We use the following Indian Hindi audio call (SampleAudio.wav) with random English words to demonstrate the process.

We then walk you through the following high-level steps:

  1. Transcribe the audio file using the default Amazon Transcribe Hindi model.
  2. Measure model accuracy.
  3. Train the model with custom vocabulary.
  4. Measure the accuracy of the trained model.

Prerequisites

Before we get started, we need to confirm that the input audio file meets the transcribe data input requirements.

A monophonic recording, also referred to as mono, contains one audio signal, in which all the audio elements of the agent and the customer are combined into one channel. A stereophonic recording, also referred to as stereo, contains two audio signals to capture the audio elements of the agent and the customer in two separate channels. Each agent-customer recording file contains two audio channels, one for the agent and one for the customer.

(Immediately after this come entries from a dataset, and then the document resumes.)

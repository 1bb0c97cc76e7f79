use serde::{Deserialize, Serialize};
use std::fs;
use std::path::{Path, PathBuf};
use anyhow::{Result, anyhow};

/// Topic detection endpoint used when neither the config file nor the
/// command line names another one.
pub const DEFAULT_ENDPOINT: &str = "https://nova-bot-topaz.vercel.app/detect_topic";

/// Identifiers sent with every detect request. They are fixed for this client.
pub const DEFAULT_STUDENT_ID: &str = "student_12345";
pub const DEFAULT_ORG_ID: &str = "org_001";

pub const DEFAULT_LOG_FILTER: &str = "info";

const APP_DIR: &str = "topic-chat";

/// On-disk settings. The API key is deliberately absent: it only ever lives
/// in the running session.
#[derive(Serialize, Deserialize, Debug, Clone, Default, PartialEq, Eq)]
pub struct Config {
    #[serde(default)]
    pub endpoint: Option<String>,
    #[serde(default)]
    pub log_filter: Option<String>,
}

impl Config {
    pub fn new() -> Self {
        Self::default()
    }

    pub fn load() -> Result<Self> {
        let config_path = Self::get_config_path()?;
        Self::load_from(&config_path)
    }

    pub fn load_from(path: &Path) -> Result<Self> {
        if !path.exists() {
            return Ok(Self::new());
        }

        let config_content = fs::read_to_string(path)?;
        let config: Config = serde_json::from_str(&config_content)
            .map_err(|e| anyhow!("Invalid config file {}: {}", path.display(), e))?;
        Ok(config)
    }

    pub fn endpoint(&self) -> &str {
        self.endpoint
            .as_deref()
            .filter(|e| !e.trim().is_empty())
            .unwrap_or(DEFAULT_ENDPOINT)
    }

    pub fn log_filter(&self) -> &str {
        self.log_filter
            .as_deref()
            .filter(|f| !f.trim().is_empty())
            .unwrap_or(DEFAULT_LOG_FILTER)
    }

    pub fn get_config_path() -> Result<PathBuf> {
        let config_dir = dirs::config_dir()
            .ok_or_else(|| anyhow!("Could not determine config directory"))?;

        Ok(config_dir.join(APP_DIR).join("config.json"))
    }

    pub fn get_log_dir() -> Result<PathBuf> {
        let data_dir = dirs::data_local_dir()
            .or_else(dirs::config_dir)
            .ok_or_else(|| anyhow!("Could not determine data directory"))?;

        Ok(data_dir.join(APP_DIR))
    }
}
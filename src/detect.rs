use reqwest::{Client, StatusCode};
use serde::Serialize;
use serde_json::Value;
use thiserror::Error;
use tracing::debug;

use crate::config::{DEFAULT_ORG_ID, DEFAULT_STUDENT_ID};

/// Body of a `POST /detect_topic` call.
#[derive(Debug, Clone, PartialEq, Eq, Serialize)]
pub struct DetectRequest {
    pub api_key: String,
    pub question: String,
    pub student_id: String,
    pub org_id: String,
}

impl DetectRequest {
    pub fn new(api_key: &str, question: &str) -> Self {
        Self {
            api_key: api_key.to_string(),
            question: question.to_string(),
            student_id: DEFAULT_STUDENT_ID.to_string(),
            org_id: DEFAULT_ORG_ID.to_string(),
        }
    }
}

/// A response that arrived and parsed as JSON, whatever its status.
#[derive(Debug, Clone)]
pub struct DetectResponse {
    pub status: StatusCode,
    pub body: Value,
}

impl DetectResponse {
    pub fn is_success(&self) -> bool {
        self.status == StatusCode::OK
    }

    /// `category` of a successful detection, if the server sent a non-empty one.
    pub fn category(&self) -> Option<&str> {
        self.string_field("category")
    }

    /// `detail` of a rejected request, if the server sent a non-empty one.
    pub fn detail(&self) -> Option<&str> {
        self.string_field("detail")
    }

    fn string_field(&self, name: &str) -> Option<&str> {
        self.body
            .get(name)
            .and_then(Value::as_str)
            .filter(|s| !s.is_empty())
    }
}

#[derive(Debug, Error)]
pub enum DetectError {
    #[error("could not reach detect endpoint: {0}")]
    Transport(#[source] reqwest::Error),
    #[error("detect endpoint returned an unreadable body: {0}")]
    Body(#[source] reqwest::Error),
}

#[derive(Clone)]
pub struct DetectClient {
    client: Client,
    endpoint: String,
}

impl DetectClient {
    pub fn new(endpoint: &str) -> Self {
        Self {
            client: Client::new(),
            endpoint: endpoint.to_string(),
        }
    }

    pub fn endpoint(&self) -> &str {
        &self.endpoint
    }

    /// Send one detect request. No timeout and no retry: the call settles
    /// whenever the transport does.
    pub async fn detect(&self, request: &DetectRequest) -> Result<DetectResponse, DetectError> {
        debug!(endpoint = %self.endpoint, "sending detect request");

        let response = self
            .client
            .post(&self.endpoint)
            .header("Content-Type", "application/json")
            .json(request)
            .send()
            .await
            .map_err(DetectError::Transport)?;

        let status = response.status();
        let body: Value = response.json().await.map_err(DetectError::Body)?;

        debug!(%status, "detect request settled");
        Ok(DetectResponse { status, body })
    }
}
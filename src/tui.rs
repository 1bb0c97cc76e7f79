use std::io::{self, Stderr};
use std::time::Duration;
use anyhow::Result;
use crossterm::{
    event::{DisableMouseCapture, EnableMouseCapture, Event, EventStream, KeyEvent, KeyEventKind, MouseEvent},
    execute,
    terminal::{disable_raw_mode, enable_raw_mode, EnterAlternateScreen, LeaveAlternateScreen},
};
use ratatui::{backend::CrosstermBackend, Terminal};
use futures_util::StreamExt;
use tokio::sync::mpsc::{self, UnboundedReceiver, UnboundedSender};

use crate::detect::{DetectError, DetectResponse};

pub type Tui = Terminal<CrosstermBackend<Stderr>>;

/// Drives the "Detecting..." animation.
const TICK_RATE: Duration = Duration::from_millis(300);

/// Everything the chat loop reacts to, funnelled through one channel.
#[derive(Debug)]
pub enum AppEvent {
    Key(KeyEvent),
    Mouse(MouseEvent),
    Resize,
    Tick,
    /// A detect request spawned by the chat screen has settled.
    Detected(Result<DetectResponse, DetectError>),
}

impl AppEvent {
    /// Map a raw terminal event; key releases and focus/paste events are dropped.
    fn from_terminal(event: Event) -> Option<Self> {
        match event {
            Event::Key(key) if key.kind == KeyEventKind::Press => Some(AppEvent::Key(key)),
            Event::Mouse(mouse) => Some(AppEvent::Mouse(mouse)),
            Event::Resize(_, _) => Some(AppEvent::Resize),
            _ => None,
        }
    }
}

pub struct EventHandler {
    rx: UnboundedReceiver<AppEvent>,
    tx: UnboundedSender<AppEvent>,
}

impl EventHandler {
    pub fn new() -> Self {
        let (tx, rx) = mpsc::unbounded_channel();
        spawn_terminal_reader(tx.clone());
        spawn_ticker(tx.clone(), TICK_RATE);
        Self { rx, tx }
    }

    /// Sender for background work that reports back into the chat loop.
    pub fn sender(&self) -> UnboundedSender<AppEvent> {
        self.tx.clone()
    }

    pub async fn next(&mut self) -> Option<AppEvent> {
        self.rx.recv().await
    }
}

fn spawn_terminal_reader(tx: UnboundedSender<AppEvent>) {
    tokio::spawn(async move {
        let mut stream = EventStream::new();
        while let Some(read) = stream.next().await {
            let event = match read {
                Ok(event) => event,
                Err(e) => {
                    tracing::warn!(error = %e, "terminal event stream error");
                    continue;
                }
            };
            let Some(event) = AppEvent::from_terminal(event) else {
                continue;
            };
            if tx.send(event).is_err() {
                break;
            }
        }
    });
}

fn spawn_ticker(tx: UnboundedSender<AppEvent>, period: Duration) {
    tokio::spawn(async move {
        let mut interval = tokio::time::interval(period);
        while tx.send(AppEvent::Tick).is_ok() {
            interval.tick().await;
        }
    });
}

/// Take over the terminal: raw mode, alternate screen, and mouse capture for
/// wheel scrolling of the message log.
pub fn init() -> Result<Tui> {
    enable_raw_mode()?;
    execute!(io::stderr(), EnterAlternateScreen, EnableMouseCapture)?;
    Ok(Terminal::new(CrosstermBackend::new(io::stderr()))?)
}

/// Hand the terminal back in the reverse order of `init`.
pub fn restore() -> Result<()> {
    execute!(io::stderr(), DisableMouseCapture, LeaveAlternateScreen)?;
    disable_raw_mode()?;
    Ok(())
}

/// Restore the terminal before the default hook prints a panic message.
pub fn install_panic_hook() {
    let previous = std::panic::take_hook();
    std::panic::set_hook(Box::new(move |info| {
        let _ = restore();
        previous(info);
    }));
}
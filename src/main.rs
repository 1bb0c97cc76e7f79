use std::path::PathBuf;
use anyhow::Result;
use clap::{Parser, Subcommand};
use tracing::info;

mod app;
mod config;
mod detect;
mod handler;
mod logging;
mod navigator;
mod session;
mod tui;
mod ui;

use app::App;
use config::Config;
use detect::DetectClient;
use session::{ChatSession, Sender};

#[derive(Parser)]
#[command(name = "topic-chat")]
#[command(about = "Chat with the topic detection service from the terminal")]
#[command(version)]
struct Cli {
    #[command(subcommand)]
    command: Option<Commands>,

    /// Route to open the chat interface at
    #[arg(long, default_value = "/")]
    route: String,

    /// Detect endpoint, overriding the config file
    #[arg(long)]
    endpoint: Option<String>,

    /// Config file to use instead of the default location
    #[arg(long)]
    config: Option<PathBuf>,
}

#[derive(Subcommand)]
enum Commands {
    /// Detect the topic of a single question and print the exchange
    Detect {
        /// Your question
        question: String,
        /// API key for the detect service
        #[arg(short = 'k', long)]
        api_key: String,
    },
}

#[tokio::main]
async fn main() -> Result<()> {
    let cli = Cli::parse();

    let config = match &cli.config {
        Some(path) => Config::load_from(path)?,
        None => Config::load()?,
    };
    let endpoint = cli.endpoint.as_deref().unwrap_or_else(|| config.endpoint());
    let client = DetectClient::new(endpoint);

    match cli.command {
        Some(Commands::Detect { question, api_key }) => {
            logging::init_stderr(config.log_filter())?;
            detect_once(&client, &question, &api_key).await
        }
        None => {
            let log_path = logging::init_file(Config::get_log_dir()?, config.log_filter())?;
            info!(endpoint = client.endpoint(), log = %log_path.display(), "starting topic-chat");
            run_tui(client, &cli.route).await
        }
    }
}

async fn run_tui(client: DetectClient, route: &str) -> Result<()> {
    // Resolve the route before touching the terminal so errors print normally
    let screen = navigator::navigate(route)?;

    tui::install_panic_hook();
    let mut terminal = tui::init()?;
    let mut events = tui::EventHandler::new();
    let mut app = App::new(screen, client, events.sender());

    let result = async {
        while !app.should_quit {
            terminal.draw(|frame| ui::render(&mut app, frame))?;

            match events.next().await {
                Some(event) => handler::handle_event(&mut app, event)?,
                None => break,
            }
        }
        Ok::<(), anyhow::Error>(())
    }
    .await;

    tui::restore()?;
    info!(messages = app.session.messages().len(), "chat closed");
    result
}

async fn detect_once(client: &DetectClient, question: &str, api_key: &str) -> Result<()> {
    let mut session = ChatSession::new(());
    session.set_api_key(api_key);
    session.set_draft(question);

    session.submit_with(client).await;

    for message in session.messages() {
        let label = match message.sender {
            Sender::User => "You",
            Sender::Bot => "Bot",
            Sender::System => "System",
        };
        println!("{}: {}", label, message.text);
    }

    Ok(())
}
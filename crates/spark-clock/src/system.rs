//! 真实时钟：把 [`Clock`] 契约委托给墙上时间与标准库线程。

use std::sync::Arc;
use std::thread;
use std::time::{Duration, Instant};

use chrono::{DateTime, TimeDelta, Utc};
use parking_lot::{Condvar, Mutex};
use tracing::debug;

use crate::cancellation::Cancellation;
use crate::clock::{
    Clock, Ticker, TickerBackend, TickerCallback, Timer, TimerBackend, TimerCallback, Waiter,
    WaiterBackend, to_std,
};
use crate::error::ClockError;
use crate::slot::TickSlot;

/// 基于标准库线程实现的系统时钟。
///
/// # 设计动机（Why）
/// - 不绑定任何异步运行时，生产代码在普通线程中即可使用；
/// - 与 [`MockClock`](crate::MockClock) 返回同一组句柄，组件在两种时钟之间切换无需改动。
///
/// # 契约说明（What）
/// - `now` 直接返回 [`Utc::now`]，标签被忽略；
/// - 每次装填定时器启动一个辅助线程在条件变量上等待截止点，`stop`/`reset` 通过代数号让旧线程作废；
/// - 周期器与周期函数各自占用一个后台线程，周期器句柄全部丢弃后线程随之退出。
///
/// # 权衡（Trade-offs）
/// - 为每个定时器启动线程牺牲了一定性能；高频场景应注入基于定时轮的自定义 [`Clock`]。
#[derive(Clone, Copy, Debug, Default)]
pub struct SystemClock;

impl SystemClock {
    pub fn new() -> Self {
        Self
    }
}

impl Clock for SystemClock {
    fn now(&self, _tags: &[&str]) -> DateTime<Utc> {
        Utc::now()
    }

    fn since(&self, t: DateTime<Utc>, _tags: &[&str]) -> TimeDelta {
        Utc::now() - t
    }

    fn until(&self, t: DateTime<Utc>, _tags: &[&str]) -> TimeDelta {
        t - Utc::now()
    }

    fn new_timer(&self, d: TimeDelta, _tags: &[&str]) -> Timer {
        let slot = TickSlot::new();
        let core = TimerCore::arm(Some(slot.clone()), None, d);
        Timer::new(Some(slot), Arc::new(RealTimer { core }))
    }

    fn after_func(&self, d: TimeDelta, f: TimerCallback, _tags: &[&str]) -> Timer {
        let core = TimerCore::arm(None, Some(f), d);
        Timer::new(None, Arc::new(RealTimer { core }))
    }

    fn new_ticker(&self, d: TimeDelta, _tags: &[&str]) -> Ticker {
        assert!(
            d > TimeDelta::zero(),
            "non-positive interval for new_ticker: {d}"
        );
        let slot = TickSlot::new();
        let core = TickerCore::start(slot.clone(), d);
        Ticker::new(slot, Arc::new(RealTicker { core }))
    }

    fn ticker_func(
        &self,
        ctx: &Cancellation,
        d: TimeDelta,
        f: TickerCallback,
        _tags: &[&str],
    ) -> Waiter {
        assert!(
            d > TimeDelta::zero(),
            "non-positive interval for ticker_func: {d}"
        );
        Waiter::new(FuncOutcome::start(ctx.clone(), to_std(d), f))
    }
}

struct TimerCore {
    slot: Option<TickSlot>,
    callback: Option<TimerCallback>,
    state: Mutex<TimerRun>,
    cond: Condvar,
}

/// 从现在起 `d` 之后的时刻；超出 `Instant` 的表示范围时为 `None`，即永不到期。
fn after(d: Duration) -> Option<Instant> {
    Instant::now().checked_add(d)
}

/// 从 `next` 起按 `period` 跳到第一个晚于现在的节拍。
fn catch_up(mut next: Instant, period: Duration) -> Option<Instant> {
    let now = Instant::now();
    while next <= now {
        next = next.checked_add(period)?;
    }
    Some(next)
}

struct TimerRun {
    generation: u64,
    armed: bool,
}

impl TimerCore {
    fn arm(slot: Option<TickSlot>, callback: Option<TimerCallback>, d: TimeDelta) -> Arc<Self> {
        let core = Arc::new(Self {
            slot,
            callback,
            state: Mutex::new(TimerRun {
                generation: 0,
                armed: true,
            }),
            cond: Condvar::new(),
        });
        core.spawn_wait(0, d);
        core
    }

    fn spawn_wait(self: &Arc<Self>, generation: u64, d: TimeDelta) {
        let core = Arc::clone(self);
        let deadline = after(to_std(d));
        thread::spawn(move || core.wait_and_fire(generation, deadline));
    }

    fn wait_and_fire(&self, generation: u64, deadline: Option<Instant>) {
        let mut state = self.state.lock();
        loop {
            if state.generation != generation || !state.armed {
                return;
            }
            match deadline {
                Some(at) => {
                    if self.cond.wait_until(&mut state, at).timed_out() {
                        break;
                    }
                }
                None => self.cond.wait(&mut state),
            }
        }
        if state.generation != generation || !state.armed {
            return;
        }
        state.armed = false;
        drop(state);

        if let Some(slot) = &self.slot {
            slot.offer(Utc::now());
        }
        if let Some(callback) = &self.callback {
            callback();
        }
    }
}

struct RealTimer {
    core: Arc<TimerCore>,
}

impl TimerBackend for RealTimer {
    fn stop(&self, _tags: &[&str]) -> bool {
        let mut state = self.core.state.lock();
        let was_running = state.armed;
        state.armed = false;
        state.generation += 1;
        self.core.cond.notify_all();
        was_running
    }

    fn reset(&self, d: TimeDelta, _tags: &[&str]) -> bool {
        let (generation, was_running) = {
            let mut state = self.core.state.lock();
            let was_running = state.armed;
            state.armed = true;
            state.generation += 1;
            self.core.cond.notify_all();
            if let Some(slot) = &self.core.slot {
                slot.drain();
            }
            (state.generation, was_running)
        };
        self.core.spawn_wait(generation, d);
        was_running
    }
}

struct TickerCore {
    slot: TickSlot,
    state: Mutex<TickerRun>,
    cond: Condvar,
}

struct TickerRun {
    generation: u64,
    stopped: bool,
}

impl TickerCore {
    fn start(slot: TickSlot, d: TimeDelta) -> Arc<Self> {
        let core = Arc::new(Self {
            slot,
            state: Mutex::new(TickerRun {
                generation: 0,
                stopped: false,
            }),
            cond: Condvar::new(),
        });
        core.spawn_loop(0, to_std(d));
        core
    }

    fn spawn_loop(self: &Arc<Self>, generation: u64, period: Duration) {
        let core = Arc::clone(self);
        thread::spawn(move || core.run(generation, period));
    }

    fn run(&self, generation: u64, period: Duration) {
        let mut next = after(period);
        let mut state = self.state.lock();
        loop {
            if state.generation != generation || state.stopped {
                return;
            }
            let Some(at) = next else {
                self.cond.wait(&mut state);
                continue;
            };
            if self.cond.wait_until(&mut state, at).timed_out() {
                if state.generation != generation || state.stopped {
                    return;
                }
                self.slot.offer(Utc::now());
                // 消费者或调度落后时跳过错过的周期，而不是补发。
                next = catch_up(at, period);
            }
        }
    }

    fn halt(&self) {
        let mut state = self.state.lock();
        state.stopped = true;
        state.generation += 1;
        self.cond.notify_all();
    }
}

struct RealTicker {
    core: Arc<TickerCore>,
}

impl TickerBackend for RealTicker {
    fn stop(&self, _tags: &[&str]) {
        self.core.halt();
    }

    fn reset(&self, d: TimeDelta, _tags: &[&str]) {
        assert!(
            d > TimeDelta::zero(),
            "non-positive interval for Ticker::reset: {d}"
        );
        let generation = {
            let mut state = self.core.state.lock();
            state.stopped = false;
            state.generation += 1;
            self.core.cond.notify_all();
            self.core.slot.drain();
            state.generation
        };
        self.core.spawn_loop(generation, to_std(d));
    }
}

impl Drop for RealTicker {
    fn drop(&mut self) {
        self.core.halt();
    }
}

struct FuncOutcome {
    err: Mutex<Option<ClockError>>,
    cond: Condvar,
}

impl FuncOutcome {
    fn start(ctx: Cancellation, period: Duration, mut f: TickerCallback) -> Arc<Self> {
        let outcome = Arc::new(Self {
            err: Mutex::new(None),
            cond: Condvar::new(),
        });
        let finished = Arc::clone(&outcome);
        thread::spawn(move || {
            let mut next = after(period);
            let err = loop {
                let Some(at) = next else {
                    break ctx.wait();
                };
                if let Some(cause) = ctx.wait_deadline(at) {
                    break cause;
                }
                if let Err(err) = f() {
                    break ClockError::ticker_func(err);
                }
                next = catch_up(at, period);
            };
            debug!(reason = %err, "ticker func loop exited");
            finished.finish(err);
        });
        outcome
    }

    fn finish(&self, err: ClockError) {
        let mut slot = self.err.lock();
        if slot.is_none() {
            *slot = Some(err);
            self.cond.notify_all();
        }
    }
}

impl WaiterBackend for FuncOutcome {
    fn wait(&self, _tags: &[&str]) -> Result<(), ClockError> {
        let mut slot = self.err.lock();
        loop {
            if let Some(err) = slot.as_ref() {
                return Err(err.clone());
            }
            self.cond.wait(&mut slot);
        }
    }
}
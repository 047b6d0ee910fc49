pub mod ticker_func {
    //! 周期函数：按周期执行、取消与函数错误两种退出路径、退出后注销。

    use std::sync::Arc;
    use std::sync::atomic::{AtomicUsize, Ordering};

    use spark_clock::{BoxError, Cancellation, Clock, ClockError, MockClock};

    use super::support::secs;

    fn counting(hits: &Arc<AtomicUsize>) -> Box<dyn FnMut() -> Result<(), BoxError> + Send> {
        let hits = Arc::clone(hits);
        Box::new(move || -> Result<(), BoxError> {
            hits.fetch_add(1, Ordering::SeqCst);
            Ok(())
        })
    }

    /// 十次十秒推进恰好执行十次；取消后 `wait` 返回取消原因且循环被注销。
    #[test]
    fn ten_advances_run_function_ten_times_then_cancel() {
        let clock = MockClock::new();
        let ctx = Cancellation::new();
        let hits = Arc::new(AtomicUsize::new(0));
        let waiter = clock.ticker_func(&ctx, secs(10), counting(&hits), &[]);

        for _ in 0..10 {
            clock.advance(secs(10));
        }
        assert_eq!(hits.load(Ordering::SeqCst), 10);

        ctx.cancel();
        assert!(matches!(waiter.wait(&[]), Err(ClockError::Cancelled)));
        assert_eq!(clock.peek(), None, "退出后不再占用事件集合");

        clock.advance(secs(100));
        assert_eq!(hits.load(Ordering::SeqCst), 10);
    }

    #[test]
    fn function_error_ends_loop_and_is_reported() {
        let clock = MockClock::new();
        let ctx = Cancellation::new();
        let hits = Arc::new(AtomicUsize::new(0));
        let waiter = {
            let hits = Arc::clone(&hits);
            clock.ticker_func(
                &ctx,
                secs(1),
                Box::new(move || -> Result<(), BoxError> {
                    if hits.fetch_add(1, Ordering::SeqCst) == 2 {
                        return Err("probe failed".into());
                    }
                    Ok(())
                }),
                &[],
            )
        };

        clock.advance(secs(10));

        assert_eq!(hits.load(Ordering::SeqCst), 3, "出错后不得再执行");
        let err = waiter.wait(&[]).expect_err("循环总是带着原因退出");
        assert!(matches!(err, ClockError::TickerFunc(_)));
        assert_eq!(err.to_string(), "ticker function failed: probe failed");
        assert!(!ctx.is_cancelled(), "函数错误不应取消外部令牌");
        assert_eq!(clock.peek(), None);
    }

    #[test]
    fn already_cancelled_token_exits_immediately() {
        let clock = MockClock::new();
        let ctx = Cancellation::new();
        ctx.cancel();
        let hits = Arc::new(AtomicUsize::new(0));

        let waiter = clock.ticker_func(&ctx, secs(1), counting(&hits), &[]);

        assert!(matches!(waiter.wait(&[]), Err(ClockError::Cancelled)));
        clock.advance(secs(5));
        assert_eq!(hits.load(Ordering::SeqCst), 0);
    }

    /// 首个退出原因胜出：函数错误之后的取消不改变 `wait` 的结果。
    #[test]
    fn first_exit_reason_wins() {
        let clock = MockClock::new();
        let ctx = Cancellation::new();
        let waiter = clock.ticker_func(
            &ctx,
            secs(1),
            Box::new(|| -> Result<(), BoxError> { Err("boom".into()) }),
            &[],
        );

        clock.advance(secs(1));
        ctx.cancel();

        assert!(matches!(waiter.wait(&[]), Err(ClockError::TickerFunc(_))));
        assert!(
            matches!(waiter.wait(&[]), Err(ClockError::TickerFunc(_))),
            "可重复等待"
        );
    }

    #[test]
    fn wait_blocks_until_cancelled_from_another_thread() {
        let clock = MockClock::new();
        let ctx = Cancellation::new();
        let hits = Arc::new(AtomicUsize::new(0));
        let waiter = clock.ticker_func(&ctx, secs(1), counting(&hits), &[]);

        let canceller = ctx.child();
        let handle = std::thread::spawn(move || {
            std::thread::sleep(std::time::Duration::from_millis(20));
            canceller.cancel();
        });

        assert!(matches!(waiter.wait(&["shutdown"]), Err(ClockError::Cancelled)));
        handle.join().expect("取消线程不应 panic");
    }

    #[test]
    #[should_panic(expected = "non-positive interval for ticker_func")]
    fn zero_period_is_rejected() {
        let clock = MockClock::new();
        let _waiter = clock.ticker_func(
            &Cancellation::new(),
            secs(0),
            Box::new(|| -> Result<(), BoxError> { Ok(()) }),
            &[],
        );
    }
}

Low-fidelity audio recordings, such as telephone recordings, typically use 8,000 Hz sample rates. Amazon Transcribe supports processing mono recorded and also high-fidelity audio files with sample rates between 16,000–48,000 Hz.

For improved transcription results and to clearly distinguish the words spoken by the agent and the customer, we recommend using audio files recorded at 8,000 Hz sample rate and are stereo channel separated.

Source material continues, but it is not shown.